De cara, “Lundu”,  com os dois tocando. Emenda “Rio abaixo”, músicas de autores desconhecidos; nesse meio tempo os dois já se apresentam e mostram como são virtuoses em “contação” de causos. A platéia já está se sentindo como se estivéssemos na sala de casa, é como se fossemos convidados a entrar num túnel de tempo da viola caipira didático e emocionante. Os arranjos criados pelos dois violeiros é de uma sensibilidade ímpar. Dou como exemplo a música “Canoeiro”, de Zé Carreiro e Alocin, fizeram uma versão instrumental, lindo arranjo, com solos fantásticos dos dois, um passando a vez pro outro.

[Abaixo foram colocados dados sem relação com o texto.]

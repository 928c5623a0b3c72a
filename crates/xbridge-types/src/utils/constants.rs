//! Protocol constants.

use std::time::Duration;

/// How long an open auction collects bids.
pub const AUCTION_TIMEOUT: Duration = Duration::from_secs(6);

/// How long a relayed fulfill waits for the indexer to confirm.
pub const META_TX_TIMEOUT: Duration = Duration::from_secs(300);

/// Inclusive slippage tolerance bounds, decimal percent strings.
pub const MIN_SLIPPAGE_TOLERANCE: &str = "0.01";
pub const MAX_SLIPPAGE_TOLERANCE: &str = "15.00";
pub const DEFAULT_SLIPPAGE_TOLERANCE: &str = "0.10";

/// Sending-chain expiry window relative to quote time. The lower bound
/// leaves the router a full cancellation window plus a dispute margin.
pub const MIN_EXPIRY_BUFFER: Duration = Duration::from_secs(49 * 60 * 60);
pub const MAX_EXPIRY_BUFFER: Duration = Duration::from_secs(96 * 60 * 60);
pub const DEFAULT_EXPIRY_BUFFER: Duration = Duration::from_secs(72 * 60 * 60);

/// Router fee retained from the sending amount, in basis points.
pub const ROUTER_FEE_BPS: u64 = 5;

/// Blocks a subgraph may lag the chain head before it is treated as stale.
pub const DEFAULT_SUBGRAPH_SYNC_BUFFER: u64 = 50;

/// Interval between subgraph status polls.
pub const DEFAULT_POLL_INTERVAL: Duration = Duration::from_secs(10);

/// Gas units assumed for a receiving-chain fulfill when estimating the
/// relayer fee.
pub const FULFILL_GAS_LIMIT: u64 = 120_000;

O mais legal é que o Paulo toca a viola afinada em “rio abaixo” em sol maior, e o Levi toca afinada em “cebolão” em mi maior, então, a liga fica ainda mais interessante e ainda mais didática permitindo uma variação timbrística muito peculiar, a afinação “cebolão” mais aguda, a “rio abaixo” mais aveludada.

Os causos vão se sucedendo numa harmoniosa ligação com as músicas, a impressão é que estamos diante de dois “cumpadi” bem caipiras que conversam entre si “mangando”, sempre que podem, um do outro, destaco o causo: “O sapo e o veado”, uma maravilha que distribuiu gargalhadas por toda a platéia.

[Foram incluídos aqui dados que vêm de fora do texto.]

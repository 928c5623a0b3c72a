//! Utility functions shared across the SDK.
//!
//! This module groups the canonical bid encoding and signature recovery,
//! string formatting helpers, amount math, and the protocol constants.

pub mod constants;
pub mod encoding;
pub mod formatting;
pub mod helpers;
pub mod math;

pub use constants::{
	AUCTION_TIMEOUT, DEFAULT_EXPIRY_BUFFER, DEFAULT_POLL_INTERVAL, DEFAULT_SLIPPAGE_TOLERANCE,
	DEFAULT_SUBGRAPH_SYNC_BUFFER, FULFILL_GAS_LIMIT, MAX_EXPIRY_BUFFER, MAX_SLIPPAGE_TOLERANCE,
	META_TX_TIMEOUT, MIN_EXPIRY_BUFFER, MIN_SLIPPAGE_TOLERANCE, ROUTER_FEE_BPS,
};
pub use encoding::{
	decode_auction_bid, encode_auction_bid, fulfill_hash_to_sign, hash_auction_bid,
	recover_bid_signer, recover_fulfill_signer, EncodingError,
};
pub use formatting::{truncate_id, with_0x_prefix, without_0x_prefix};
pub use helpers::current_timestamp;
pub use math::{calculate_exchange_amount, get_receiver_amount};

Tocaram folias, cururus, cateretês, moda de viola, lundus, passearam por toda a gama de ritmos desse sertãozão nosso do centro sul do pais, numa apresentação magnífica de dois violeiros completos, tocaram instrumentalmente, “Mineiro de Belo Monte”; “Navalha na carne”, de Tião Carreiro e Lourival dos Santos; “De papo pro ar”, de Joubert de Carvalho e Olegário Mariano; “Brincando com a viola”, de Bambico e Homero Bétio, num arranjo maravilhoso do Paulo Freire para a viola afinada em rio abaixo. Encantei-me com a erudição do Paulo nessa música; cantaram “Rio Pequeno” do Tonico e J. Merlini; “Balão vermelho”, que é uma música de domínio público que foi transmitida pelo Mestre Manelin, que vem a ser o mestre do Paulo Freire, lá das bandas do Urucuia em Minas Gerais; uma apresentação dessas de deixar a gente satisfeito e inspirado. Ainda voltaram para um bis, homenageando a nossa grande Dama do som de Raiz a saudosa Inezita Barroso, com duas músicas, tocadas instrumentalmente, que ela adorava cantar, “Cana verde”e “Moreninha linda”, de Tonico e Tinoco; extasiado e inspirado só pude me conectar…

Viola hermosa

Viola travessa

Atravessa os séculos

Ilesa

Moderna, faceira

Eita viola brasileira

Amanhã tem mais Sonora Brasil com “Violas Nordestinas” Adelmo Arcoverde, Cassio Nobre e Raulino Silva e, com certeza lá estarei, apreciando mais uma apresentação de viola caipira, viola de arame, viola brasileira, viola, viola meu amor.

*André Balbino é violeiro, desenhista, pintor e poeta nas horas vagais. Nasceu em Guiratinga MT.